Tribeʼs current body of work focuses on the legendary history of Greystone Mansion in Beverly Hills. Completed in 1928, Greystone was the most expensive residence in California at the time. Built for the family of Ned Doheny Jr., son of a prominent oil tycoon, the house became the site of tragedy when, only four months after moving in, Doheny and his secretary Hugh Plunkett were found shot to death. The official finding was murder-suicide: Plunkett killed Doheny in a fit of paranoia and then shot himself. But other theories abound. Dohenyʼs widow sold the mansion in 1955 and thereafter it became a popular Hollywood filming location. Over 60 feature films have used the mansion as a set.

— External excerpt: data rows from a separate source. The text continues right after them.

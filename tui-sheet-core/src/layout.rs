//! Sheet geometry: per-row heights, group totals and preferred sizes
//!
//! Every group (header, items, buttons) is charged one `content_inset`,
//! but only when the group has a non-zero height, so a sheet without a
//! header or buttons carries no empty margins.

use serde::{Deserialize, Serialize};

use crate::appearance::Appearance;
use crate::error::{Result, SheetError};
use crate::row::Row;

/// Width and height in terminal cells
#[derive(Debug, Clone, Copy, PartialEq, Default, Serialize, Deserialize)]
pub struct Size {
    pub width: f32,
    pub height: f32,
}

impl Size {
    pub const fn new(width: f32, height: f32) -> Self {
        Self { width, height }
    }
}

/// Inputs a renderer gets when reporting a row height
#[derive(Debug, Clone, Copy)]
pub struct HeightContext<'a> {
    pub appearance: &'a Appearance,
    /// Width rows are laid out in
    pub content_width: f32,
}

/// Source of per-row heights
///
/// Renderers implement this to report the height they will actually give a
/// row (wrapped titles, reserved checkmark space). The sizing engine treats
/// the reported value as authoritative.
pub trait RowHeights {
    fn row_height(&self, row: &Row, cx: &HeightContext<'_>) -> f32;
}

/// Heights looked up by row kind from the appearance
#[derive(Debug, Clone, Copy, Default)]
pub struct AppearanceHeights;

impl RowHeights for AppearanceHeights {
    fn row_height(&self, row: &Row, cx: &HeightContext<'_>) -> f32 {
        cx.appearance.height_for(row.kind())
    }
}

/// Height of a group plus its inset, or zero for an empty group
pub fn group_total(height: f32, inset: f32) -> f32 {
    if height > 0.0 {
        height + inset
    } else {
        0.0
    }
}

/// Computed geometry of a sheet
#[derive(Debug, Clone, Default, PartialEq)]
pub struct SheetLayout {
    pub header_height: f32,
    pub header_total_height: f32,
    pub item_heights: Vec<f32>,
    pub items_height: f32,
    pub items_total_height: f32,
    pub button_heights: Vec<f32>,
    pub buttons_height: f32,
    pub buttons_total_height: f32,
    pub content_inset: f32,
    pub content_height: f32,
}

impl SheetLayout {
    /// Compute the layout of a sheet
    ///
    /// Fails with [`SheetError::InvalidConfiguration`] if the header or the
    /// height source reports a negative or non-finite height.
    pub fn compute(
        items: &[Row],
        buttons: &[Row],
        header_height: f32,
        cx: &HeightContext<'_>,
        heights: &dyn RowHeights,
    ) -> Result<Self> {
        let header_height = SheetError::check_length("header height", header_height)?;
        let inset = cx.appearance.content_inset();

        let item_heights = measure(items, cx, heights)?;
        let button_heights = measure(buttons, cx, heights)?;
        let items_height: f32 = item_heights.iter().sum();
        let buttons_height: f32 = button_heights.iter().sum();

        let header_total_height = group_total(header_height, inset);
        let items_total_height = group_total(items_height, inset);
        let buttons_total_height = group_total(buttons_height, inset);

        Ok(Self {
            header_height,
            header_total_height,
            item_heights,
            items_height,
            items_total_height,
            button_heights,
            buttons_height,
            buttons_total_height,
            content_inset: inset,
            content_height: header_total_height + items_total_height + buttons_total_height,
        })
    }
}

fn measure(rows: &[Row], cx: &HeightContext<'_>, heights: &dyn RowHeights) -> Result<Vec<f32>> {
    rows.iter()
        .map(|row| SheetError::check_length("row height", heights.row_height(row, cx)))
        .collect()
}
//! Error type shared by every sheet operation

use std::fmt;

use crate::sheet::RowPosition;

/// Boxed error returned by selection callbacks
pub type SelectError = Box<dyn std::error::Error + Send + Sync>;

/// Result alias used throughout the crate
pub type Result<T, E = SheetError> = std::result::Result<T, E>;

/// Errors raised by action sheet configuration, sizing and selection
#[derive(Debug)]
pub enum SheetError {
    /// A height, margin or width was negative or not finite
    InvalidConfiguration { field: &'static str, value: f32 },
    /// The partitioner lost or duplicated rows
    InvariantViolation {
        input: usize,
        items: usize,
        buttons: usize,
    },
    /// No row exists at the tapped position
    RowOutOfRange { position: RowPosition },
    /// The selection callback failed
    Selection(SelectError),
    /// Appearance or keymap JSON could not be parsed
    Config(serde_json::Error),
}

impl SheetError {
    /// Validate a configured length, returning it unchanged when usable
    pub(crate) fn check_length(field: &'static str, value: f32) -> Result<f32> {
        if value.is_finite() && value >= 0.0 {
            Ok(value)
        } else {
            Err(SheetError::InvalidConfiguration { field, value })
        }
    }
}

impl fmt::Display for SheetError {
    fn fmt(&self, f: &mut fmt::Formatter<'_>) -> fmt::Result {
        match self {
            SheetError::InvalidConfiguration { field, value } => {
                write!(f, "Invalid {}: {} (expected a finite value >= 0)", field, value)
            }
            SheetError::InvariantViolation {
                input,
                items,
                buttons,
            } => write!(
                f,
                "Partition of {} rows produced {} items and {} buttons",
                input, items, buttons
            ),
            SheetError::RowOutOfRange { position } => {
                write!(f, "No row at {:?} {}", position.group, position.index)
            }
            SheetError::Selection(e) => write!(f, "Selection action failed: {}", e),
            SheetError::Config(e) => write!(f, "Invalid sheet configuration: {}", e),
        }
    }
}

impl std::error::Error for SheetError {
    fn source(&self) -> Option<&(dyn std::error::Error + 'static)> {
        match self {
            SheetError::Selection(e) => Some(e.as_ref()),
            SheetError::Config(e) => Some(e),
            _ => None,
        }
    }
}

impl From<serde_json::Error> for SheetError {
    fn from(e: serde_json::Error) -> Self {
        SheetError::Config(e)
    }
}
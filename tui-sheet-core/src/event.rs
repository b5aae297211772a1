//! Input events a presented sheet reacts to

use crossterm::event::{KeyEvent, KeyModifiers};

/// Event types, used to filter what a component cares about
#[derive(Debug, Clone, Copy, PartialEq, Eq, Hash)]
pub enum EventType {
    /// Keyboard events
    Key,
    /// Single tap (left mouse press)
    Tap,
    /// Scroll wheel events
    Scroll,
    /// Terminal resize events
    Resize,
    /// Periodic tick
    Tick,
}

/// The event payload
#[derive(Debug, Clone, PartialEq, Eq)]
pub enum EventKind {
    /// Keyboard event
    Key(KeyEvent),
    /// Tap at a terminal cell
    Tap { column: u16, row: u16 },
    /// Scroll event with position and delta
    Scroll { column: u16, row: u16, delta: isize },
    /// Terminal resize
    Resize(u16, u16),
    /// Periodic tick
    Tick,
}

impl EventKind {
    /// Get the event type for this event kind
    pub fn event_type(&self) -> EventType {
        match self {
            EventKind::Key(_) => EventType::Key,
            EventKind::Tap { .. } => EventType::Tap,
            EventKind::Scroll { .. } => EventType::Scroll,
            EventKind::Resize(_, _) => EventType::Resize,
            EventKind::Tick => EventType::Tick,
        }
    }

    /// Whether the host should handle this before the sheet does
    ///
    /// Ctrl+C and resizes belong to the application, not the sheet.
    pub fn is_global(&self) -> bool {
        match self {
            EventKind::Key(key) => {
                use crossterm::event::KeyCode;
                key.modifiers.contains(KeyModifiers::CONTROL)
                    && matches!(key.code, KeyCode::Char('c'))
            }
            EventKind::Resize(_, _) => true,
            _ => false,
        }
    }
}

Tribeʼs new work confronts both the historical events that took place at the mansion and its second life in cinema. Shot on location at Greystone Mansion, it uses actors in period costume to explore a range of possible solutions to the mystery of what may have actually taken place. All of the dialogue in Greystone is appropriated from scenes in films that were also shot at the mansion. The result is an ensemble of historic characters who advance their story using oddly familiar yet radically decontextualized language.

With Greystone, Tribe has created a structured, complex film that engages with the narrative possibilities and language of conventional Hollywood cinema. In addition to the film, she will be exhibiting photographs, collages, the annotated film script, and research materials.